Un’epoca dove flora e fauna sono fuori controllo a causa del cambiamento climatico, non mancano ulteriori problematiche che richiedono l’attenzione di governi e cittadini di tutto il globo terracqueo.


Alcune di queste sono sempre in prima pagina mentre altre sono finite nel dimenticatoio per mancanza di leggi adeguate che vietano certi comportamenti e mancanza di responsabilità da parte di cittadini che negli anni hanno approfittato di queste questioni solo per futili tornaconti.


Tema di grande spessore, ma poco discusso per colpa di negligenza e ignoranza da parte di molti individui. Tuttavia, esiste l’altra faccia della medaglia, persone e organizzazioni che combattono contro questa ingiustizia e molto spesso l’intervento di questi risulta essere estremamente positivo, poiché riescono a salvare vite che altrimenti verrebbero spazzate via.
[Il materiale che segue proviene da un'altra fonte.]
#[cfg(test)]
mod tests {
    use super::*;

    use approx::assert_relative_eq;

    use crate::config::CapillaryModel;

    fn default_integrator() -> HemodynamicIntegrator {
        HemodynamicIntegrator::new(PatientConfig::default(), InitialConditions::default())
            .expect("defaults are valid")
    }

    #[test]
    fn starts_at_time_zero_with_initial_state() {
        let integrator = default_integrator();

        assert_eq!(integrator.time().in_clinical(), 0.0);
        assert_relative_eq!(integrator.icp().in_clinical(), 9.5, max_relative = 1e-12);
        assert_relative_eq!(
            integrator.arterial_compliance().in_clinical(),
            0.15,
            max_relative = 1e-12
        );
        assert_eq!(integrator.basal_compliance(), integrator.arterial_compliance());
    }

    #[test]
    fn sigmoid_bounds_must_be_ordered() {
        for (high, low) in [(0.3, 0.3), (0.075, 0.75), (0.1, 0.100_000_1)] {
            let patient = PatientConfig {
                sigmoid_upper_bound: Compliance::clinical(high),
                sigmoid_lower_bound: Compliance::clinical(low),
                ..PatientConfig::default()
            };

            let result = HemodynamicIntegrator::new(patient, InitialConditions::default());
            assert!(
                matches!(result, Err(ConfigError::InvalidSigmoidBounds { .. })),
                "bounds high={high}, low={low} should be rejected"
            );
        }
    }

    #[test]
    fn basal_compliance_follows_initial_compliance() {
        let integrator = HemodynamicIntegrator::new(
            PatientConfig::default(),
            InitialConditions {
                arterial_compliance: Compliance::clinical(0.2),
                ..InitialConditions::default()
            },
        )
        .unwrap();

        assert_relative_eq!(
            integrator.basal_compliance().in_clinical(),
            0.2,
            max_relative = 1e-12
        );

        let (low, high) = integrator.compliance_envelope();
        assert_relative_eq!(low.in_clinical(), 0.2 - 0.0375, max_relative = 1e-12);
        assert_relative_eq!(high.in_clinical(), 0.2 + 0.375, max_relative = 1e-12);
    }

    #[test]
    fn derivation_chain_at_defaults() {
        let integrator = default_integrator();
        let derivation = integrator.derive(&DrivingSignals::default());

        assert_relative_eq!(
            derivation.arterial_blood_volume.in_clinical(),
            13.575,
            max_relative = 1e-9
        );
        assert_relative_eq!(
            derivation.arterial_resistance.in_clinical(),
            5.994_932_999_603_187,
            max_relative = 1e-9
        );
        assert_relative_eq!(
            derivation.capillary_pressure.in_clinical(),
            25.010_855_457_286_876,
            max_relative = 1e-9
        );
        assert_relative_eq!(
            derivation.cerebral_blood_flow.in_clinical(),
            12.508_754_401_037_802,
            max_relative = 1e-9
        );
        assert_relative_eq!(
            derivation.rate.arterial_compliance.in_clinical(),
            -5.251_266_982_596_730_4e-5,
            max_relative = 1e-6
        );
        assert_relative_eq!(
            derivation.rate.icp.in_clinical(),
            -0.004_413_463_855_814_422,
            max_relative = 1e-6
        );
    }

    #[test]
    fn no_compliance_drive_at_basal_flow() {
        let integrator = default_integrator();
        let rate = integrator.arterial_compliance_rate(integrator.patient().basal_cbf);

        assert_relative_eq!(rate.in_clinical(), 0.0, epsilon = 1e-15);
    }

    #[test]
    fn flow_deviation_drives_compliance_against_it() {
        let integrator = default_integrator();

        let above = integrator.arterial_compliance_rate(VolumeRate::clinical(15.0));
        let below = integrator.arterial_compliance_rate(VolumeRate::clinical(10.0));

        assert!(above.value < 0.0, "high flow should constrict");
        assert!(below.value > 0.0, "low flow should dilate");
    }

    #[test]
    fn injection_strictly_raises_icp_rate() {
        let integrator = default_integrator();
        let derivation = integrator.derive(&DrivingSignals::default());

        let rate_with = |ml_per_s: f64| {
            let signals = DrivingSignals {
                csf_injection_rate: VolumeRate::clinical(ml_per_s),
                ..DrivingSignals::default()
            };
            integrator
                .icp_rate(
                    &signals,
                    derivation.rate.arterial_compliance,
                    derivation.capillary_pressure,
                )
                .in_clinical()
        };

        assert_relative_eq!(rate_with(-0.1), -0.094_752_776_585_444_86, max_relative = 1e-6);
        assert_relative_eq!(rate_with(0.1), 0.085_925_848_873_816_02, max_relative = 1e-6);
        assert!(rate_with(-0.1) < rate_with(0.0));
        assert!(rate_with(0.0) < rate_with(0.1));
        assert!(rate_with(0.1) < rate_with(0.1 + 1e-6));
    }

    #[test]
    fn single_step_matches_reference() {
        let mut integrator = default_integrator();

        integrator
            .step(Time::clinical(0.1), &DrivingSignals::default())
            .unwrap();

        assert_relative_eq!(integrator.time().in_clinical(), 0.1, max_relative = 1e-12);
        assert_relative_eq!(
            integrator.icp().in_clinical(),
            9.499_558_653_614_418,
            max_relative = 1e-9
        );
        assert_relative_eq!(
            integrator.arterial_compliance().in_clinical(),
            0.149_994_748_733_017_4,
            max_relative = 1e-9
        );
    }

    #[test]
    fn step_uses_rates_from_the_previous_state() {
        let mut integrator = default_integrator();
        let before = integrator.state();
        let signals = DrivingSignals {
            csf_injection_rate: VolumeRate::clinical(0.2),
            ..DrivingSignals::default()
        };
        let dt = Time::clinical(0.05);

        let expected = before.step(integrator.derive(&signals).rate, dt);
        let derivation = integrator.step(dt, &signals).unwrap();

        assert_eq!(integrator.state(), expected);
        assert_eq!(before.step(derivation.rate, dt), expected);
    }

    #[test]
    fn time_is_steps_times_timestep() {
        let mut integrator = default_integrator();
        let dt = Time::clinical(0.01);
        let signals = |time: Time| DrivingSignals {
            arterial_pressure: Pressure::clinical(100.0 + 20.0 * time.in_clinical().sin()),
            csf_injection_rate: VolumeRate::clinical(0.05),
            ..DrivingSignals::default()
        };

        for _ in 0..1000 {
            let now = integrator.time();
            integrator.step(dt, &signals(now)).unwrap();
        }

        assert_relative_eq!(integrator.time().in_clinical(), 10.0, max_relative = 1e-9);
    }

    #[test]
    fn invalid_timesteps_are_rejected_without_side_effects() {
        let mut integrator = default_integrator();
        let before = integrator.state();

        for seconds in [0.0, -0.1, f64::NAN, f64::INFINITY] {
            let result = integrator.step(Time::clinical(seconds), &DrivingSignals::default());
            assert!(
                matches!(result, Err(StepError::InvalidTimestep { .. })),
                "dt = {seconds} should be rejected"
            );
            assert_eq!(integrator.state(), before);
        }
    }

    #[test]
    fn long_timesteps_are_accepted() {
        let mut integrator = default_integrator();

        assert!(
            integrator
                .step(Time::clinical(30.0), &DrivingSignals::default())
                .is_ok()
        );
        assert_relative_eq!(integrator.time().in_clinical(), 30.0, max_relative = 1e-12);
    }

    #[test]
    fn capillary_model_changes_the_derivation() {
        let full = HemodynamicIntegrator::new(
            PatientConfig {
                capillary_model: CapillaryModel::WithCsfFormation,
                ..PatientConfig::default()
            },
            InitialConditions::default(),
        )
        .unwrap();

        let simplified = default_integrator().derive(&DrivingSignals::default());
        let unabridged = full.derive(&DrivingSignals::default());

        assert!(unabridged.capillary_pressure < simplified.capillary_pressure);
        assert_relative_eq!(
            unabridged.capillary_pressure.in_clinical(),
            simplified.capillary_pressure.in_clinical(),
            max_relative = 1e-2
        );
    }
}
Esempio importante da evidenziare assolutamente è la Lipu, l’associazione per la conservazione della natura, la tutela della biodiversità, la promozione della cultura ecologica in Italia. Con 30.000 sostenitori, la Lipu è un punto di riferimento per la difesa della natura in Italia. Da oltre cinquanta anni curano animali, proteggono gli habitat, combattono il bracconaggio e parlano di natura ai ragazzi.


Con la loro determinazione riescono a salvare più di quindicimila animali da situazioni critiche nei loro centri sparsi per tutta Italia. In più gestiscono 30 Oasi e Riserve dove le persone possono innamorarsi della fauna italiana. Per loro l’ambiente ha un ruolo di inestimabile valore nella società odierna, inoltre vogliono un mondo dove la gente viva in armonia con la natura e viceversa. Il simbolo di questa associazione sono gli uccelli; secondo la Lipu rappresentano la speranza di un mondo migliore.
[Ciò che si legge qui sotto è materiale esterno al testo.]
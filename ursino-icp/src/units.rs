//! Dimensioned quantities used by the cerebral hemodynamics model.
//!
//! Every physiological value in this crate is a [`uom`] quantity stored in SI
//! base units. The model's literature values are quoted in clinical units
//! (mmHg, ml, s), so the [`Clinical`] trait converts to and from those units
//! for each quantity the model touches.

use uom::{
    si::{
        ISQ, Quantity, SI,
        f64::{Pressure, Time, Volume, VolumeRate},
        pressure::millimeter_of_mercury,
        time::second,
        volume::milliliter,
    },
    typenum::{N1, N3, N4, N5, N6, P1, P2, P3, P4, Z0},
};

/// Arterial compliance, m⁴·s²/kg (m³/Pa) in SI.
///
/// Clinically quoted in ml/mmHg.
pub type Compliance = Quantity<ISQ<P4, N1, P2, Z0, Z0, Z0, Z0>, SI<f64>, f64>;

/// Rate of change of compliance, m⁴·s/kg in SI.
pub type ComplianceRate = Quantity<ISQ<P4, N1, P1, Z0, Z0, Z0, Z0>, SI<f64>, f64>;

/// Hydraulic resistance, Pa·s/m³ in SI.
///
/// Pressure drop per unit of volumetric flow, clinically quoted in mmHg·s/ml.
pub type HydraulicResistance = Quantity<ISQ<N4, P1, N1, Z0, Z0, Z0, Z0>, SI<f64>, f64>;

/// Proportionality coefficient of the arterial resistance law, Pa³·s/m³ in SI.
///
/// Multiplied by a compliance squared and divided by a volume squared it
/// yields a [`HydraulicResistance`].
pub type ResistanceCoefficient = Quantity<ISQ<N6, P3, N5, Z0, Z0, Z0, Z0>, SI<f64>, f64>;

/// Intracranial elastance coefficient, 1/m³ in SI.
pub type ElastanceCoefficient = Quantity<ISQ<N3, Z0, Z0, Z0, Z0, Z0, Z0>, SI<f64>, f64>;

/// Rate of change of pressure, Pa/s in SI.
pub type PressureRate = Quantity<ISQ<N1, P1, N3, Z0, Z0, Z0, Z0>, SI<f64>, f64>;

/// Conversion between a quantity and its clinical unit.
///
/// # Example
///
/// ```
/// use ursino_icp::units::{Clinical, Compliance};
///
/// let compliance = Compliance::clinical(0.15);
/// assert!((compliance.in_clinical() - 0.15).abs() < 1e-12);
/// assert_eq!(Compliance::UNIT, "ml/mmHg");
/// ```
pub trait Clinical: Sized {
    /// Symbol of the clinical unit.
    const UNIT: &'static str;

    /// Creates the quantity from a value expressed in [`Self::UNIT`].
    fn clinical(value: f64) -> Self;

    /// Returns the value expressed in [`Self::UNIT`].
    fn in_clinical(self) -> f64;
}

fn mmhg() -> Pressure {
    Pressure::new::<millimeter_of_mercury>(1.0)
}

fn ml() -> Volume {
    Volume::new::<milliliter>(1.0)
}

fn seconds() -> Time {
    Time::new::<second>(1.0)
}

macro_rules! clinical {
    ($quantity:ty, $unit:literal, $per_unit:expr) => {
        impl Clinical for $quantity {
            const UNIT: &'static str = $unit;

            fn clinical(value: f64) -> Self {
                let per_unit: $quantity = $per_unit;
                per_unit * value
            }

            fn in_clinical(self) -> f64 {
                (self / Self::clinical(1.0)).value
            }
        }
    };
}

clinical!(Pressure, "mmHg", mmhg());
clinical!(Volume, "ml", ml());
clinical!(Time, "s", seconds());
clinical!(VolumeRate, "ml/s", ml() / seconds());
clinical!(Compliance, "ml/mmHg", ml() / mmhg());
clinical!(ComplianceRate, "ml/mmHg/s", ml() / mmhg() / seconds());
clinical!(HydraulicResistance, "mmHg·s/ml", mmhg() * seconds() / ml());
clinical!(
    ResistanceCoefficient,
    "mmHg³·s/ml",
    mmhg() * mmhg() * mmhg() * seconds() / ml()
);
clinical!(ElastanceCoefficient, "1/ml", ml().recip());
clinical!(PressureRate, "mmHg/s", mmhg() / seconds());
Ritornando al tema del bracconaggio, questo, insieme alla caccia, coinvolgono ogni anno milioni di uccelli che fanno spesso parte di specie a rischio. La caccia è un fenomeno che ha radici lontane nella storia dell'uomo. Legata un tempo a necessità di sussistenza, oggi è un hobby violento che non pochi danni comporta alla natura. Sebbene molto ridotta nel numero dei praticanti, la caccia rappresenta tutt’ora un problema serio per gli uccelli e la natura del nostro Paese.


In Italia la caccia è regolamentata principalmente dalla legge dell’11 febbraio 1992, n. 157, “Norme per la protezione della fauna omeoterma e per il prelievo venatorio”, più semplicemente nota come “157”. Una legge giusta, ma che andrebbe migliorata per una maggiore tutela della natura. La 157/92 prevede, nella lista delle specie cacciabili, alcune in cattivo stato di conservazione, messe ulteriormente in pericolo dall’attività venatoria.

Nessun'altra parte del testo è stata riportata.